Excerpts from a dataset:
######
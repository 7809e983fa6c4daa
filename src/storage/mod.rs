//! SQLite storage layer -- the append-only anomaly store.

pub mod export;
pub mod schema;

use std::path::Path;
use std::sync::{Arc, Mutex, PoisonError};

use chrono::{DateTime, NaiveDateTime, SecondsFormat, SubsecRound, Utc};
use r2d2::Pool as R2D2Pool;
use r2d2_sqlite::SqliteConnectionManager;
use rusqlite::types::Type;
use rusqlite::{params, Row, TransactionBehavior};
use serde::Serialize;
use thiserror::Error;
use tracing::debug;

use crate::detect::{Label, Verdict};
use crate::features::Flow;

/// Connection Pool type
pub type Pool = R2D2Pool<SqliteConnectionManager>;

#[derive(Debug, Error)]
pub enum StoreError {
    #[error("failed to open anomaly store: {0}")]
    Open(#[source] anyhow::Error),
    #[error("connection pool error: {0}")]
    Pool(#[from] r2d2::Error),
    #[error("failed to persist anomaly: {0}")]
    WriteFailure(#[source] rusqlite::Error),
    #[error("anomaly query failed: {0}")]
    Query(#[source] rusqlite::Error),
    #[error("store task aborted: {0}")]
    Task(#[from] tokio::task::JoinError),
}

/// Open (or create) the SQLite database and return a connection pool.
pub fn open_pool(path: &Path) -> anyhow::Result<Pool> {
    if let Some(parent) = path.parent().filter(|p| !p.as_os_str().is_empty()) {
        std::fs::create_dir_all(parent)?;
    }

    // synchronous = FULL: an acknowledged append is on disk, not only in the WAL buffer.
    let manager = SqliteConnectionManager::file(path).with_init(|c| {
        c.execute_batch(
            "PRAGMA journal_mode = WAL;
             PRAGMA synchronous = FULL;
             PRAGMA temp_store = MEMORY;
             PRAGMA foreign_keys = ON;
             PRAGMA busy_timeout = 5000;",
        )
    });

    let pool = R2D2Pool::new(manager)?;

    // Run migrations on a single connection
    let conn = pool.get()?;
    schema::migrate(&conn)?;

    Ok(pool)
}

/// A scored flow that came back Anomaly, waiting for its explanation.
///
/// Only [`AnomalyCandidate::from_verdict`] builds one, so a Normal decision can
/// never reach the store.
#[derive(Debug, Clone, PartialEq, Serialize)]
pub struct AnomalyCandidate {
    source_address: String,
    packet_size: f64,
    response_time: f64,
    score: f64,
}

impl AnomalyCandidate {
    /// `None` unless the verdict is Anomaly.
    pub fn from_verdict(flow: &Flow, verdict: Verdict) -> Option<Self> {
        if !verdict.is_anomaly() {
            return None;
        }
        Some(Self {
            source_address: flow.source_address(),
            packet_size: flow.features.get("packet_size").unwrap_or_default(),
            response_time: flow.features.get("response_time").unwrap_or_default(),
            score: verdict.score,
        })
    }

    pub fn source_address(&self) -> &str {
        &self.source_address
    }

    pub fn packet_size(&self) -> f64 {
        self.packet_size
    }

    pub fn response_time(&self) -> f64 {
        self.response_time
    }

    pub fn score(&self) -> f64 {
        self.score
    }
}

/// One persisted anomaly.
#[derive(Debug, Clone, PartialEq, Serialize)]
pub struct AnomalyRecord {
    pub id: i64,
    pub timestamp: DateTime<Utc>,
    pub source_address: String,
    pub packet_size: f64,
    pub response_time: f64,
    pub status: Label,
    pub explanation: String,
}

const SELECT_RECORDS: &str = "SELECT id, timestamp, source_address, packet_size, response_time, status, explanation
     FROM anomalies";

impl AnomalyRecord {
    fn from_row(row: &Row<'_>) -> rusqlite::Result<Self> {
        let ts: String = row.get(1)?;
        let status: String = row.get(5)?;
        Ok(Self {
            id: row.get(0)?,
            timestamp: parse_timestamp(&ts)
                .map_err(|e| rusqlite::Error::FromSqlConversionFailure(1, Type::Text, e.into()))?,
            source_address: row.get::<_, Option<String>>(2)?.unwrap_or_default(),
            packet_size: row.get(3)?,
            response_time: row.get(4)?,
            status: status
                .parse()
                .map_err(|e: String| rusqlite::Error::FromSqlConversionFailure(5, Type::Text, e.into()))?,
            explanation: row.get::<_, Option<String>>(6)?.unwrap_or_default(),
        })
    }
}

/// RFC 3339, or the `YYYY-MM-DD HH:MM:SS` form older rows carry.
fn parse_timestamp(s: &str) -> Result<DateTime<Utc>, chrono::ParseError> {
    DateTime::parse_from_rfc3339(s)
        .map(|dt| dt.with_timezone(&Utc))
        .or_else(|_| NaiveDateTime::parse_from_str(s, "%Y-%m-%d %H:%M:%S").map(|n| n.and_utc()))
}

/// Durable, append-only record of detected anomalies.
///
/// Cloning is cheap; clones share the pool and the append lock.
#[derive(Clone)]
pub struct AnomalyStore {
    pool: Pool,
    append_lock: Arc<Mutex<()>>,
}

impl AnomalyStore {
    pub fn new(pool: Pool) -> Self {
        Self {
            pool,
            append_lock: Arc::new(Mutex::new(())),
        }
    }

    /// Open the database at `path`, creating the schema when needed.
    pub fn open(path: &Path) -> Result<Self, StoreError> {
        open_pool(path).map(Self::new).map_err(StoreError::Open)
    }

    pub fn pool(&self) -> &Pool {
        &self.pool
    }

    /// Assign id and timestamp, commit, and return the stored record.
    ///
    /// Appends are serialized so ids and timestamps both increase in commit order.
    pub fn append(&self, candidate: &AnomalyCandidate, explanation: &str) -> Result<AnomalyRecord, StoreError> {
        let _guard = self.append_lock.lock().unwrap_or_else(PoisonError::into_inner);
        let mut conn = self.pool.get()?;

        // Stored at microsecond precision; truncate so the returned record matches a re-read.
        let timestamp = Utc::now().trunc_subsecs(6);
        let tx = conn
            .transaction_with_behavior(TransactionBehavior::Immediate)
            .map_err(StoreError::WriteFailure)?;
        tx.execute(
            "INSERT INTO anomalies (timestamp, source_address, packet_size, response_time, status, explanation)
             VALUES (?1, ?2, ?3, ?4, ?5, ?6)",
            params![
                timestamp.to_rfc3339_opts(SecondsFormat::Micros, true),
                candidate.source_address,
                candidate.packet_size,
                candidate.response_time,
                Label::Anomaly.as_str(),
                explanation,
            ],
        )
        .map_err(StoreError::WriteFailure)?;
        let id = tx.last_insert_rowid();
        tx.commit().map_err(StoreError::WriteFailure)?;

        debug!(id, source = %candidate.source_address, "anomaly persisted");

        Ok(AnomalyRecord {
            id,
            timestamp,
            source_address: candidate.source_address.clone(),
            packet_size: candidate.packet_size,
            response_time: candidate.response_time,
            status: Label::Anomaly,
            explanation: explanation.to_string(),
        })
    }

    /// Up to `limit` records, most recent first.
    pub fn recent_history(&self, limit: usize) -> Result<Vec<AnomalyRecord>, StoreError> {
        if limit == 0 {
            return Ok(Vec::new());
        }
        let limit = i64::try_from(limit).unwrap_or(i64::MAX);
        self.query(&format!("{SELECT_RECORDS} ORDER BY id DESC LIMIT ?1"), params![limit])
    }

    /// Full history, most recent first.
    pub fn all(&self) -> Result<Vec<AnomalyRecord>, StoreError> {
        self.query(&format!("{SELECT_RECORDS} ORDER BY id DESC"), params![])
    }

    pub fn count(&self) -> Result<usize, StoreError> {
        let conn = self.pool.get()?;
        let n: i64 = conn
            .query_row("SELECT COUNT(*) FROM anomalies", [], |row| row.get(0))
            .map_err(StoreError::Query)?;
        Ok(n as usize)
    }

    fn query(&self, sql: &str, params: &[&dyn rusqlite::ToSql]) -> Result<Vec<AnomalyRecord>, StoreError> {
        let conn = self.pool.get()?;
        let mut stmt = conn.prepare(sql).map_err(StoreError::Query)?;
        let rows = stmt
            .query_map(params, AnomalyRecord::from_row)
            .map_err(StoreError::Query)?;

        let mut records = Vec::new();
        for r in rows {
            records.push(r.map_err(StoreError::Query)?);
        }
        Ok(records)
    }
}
######
## What is expected
Go through the entries. Report every line that contains the word "SqliteConnectionManager".

## Worked solution
use r2d2_sqlite::SqliteConnectionManager;
pub type Pool = R2D2Pool<SqliteConnectionManager>;
    let manager = SqliteConnectionManager::file(path).with_init(|c| {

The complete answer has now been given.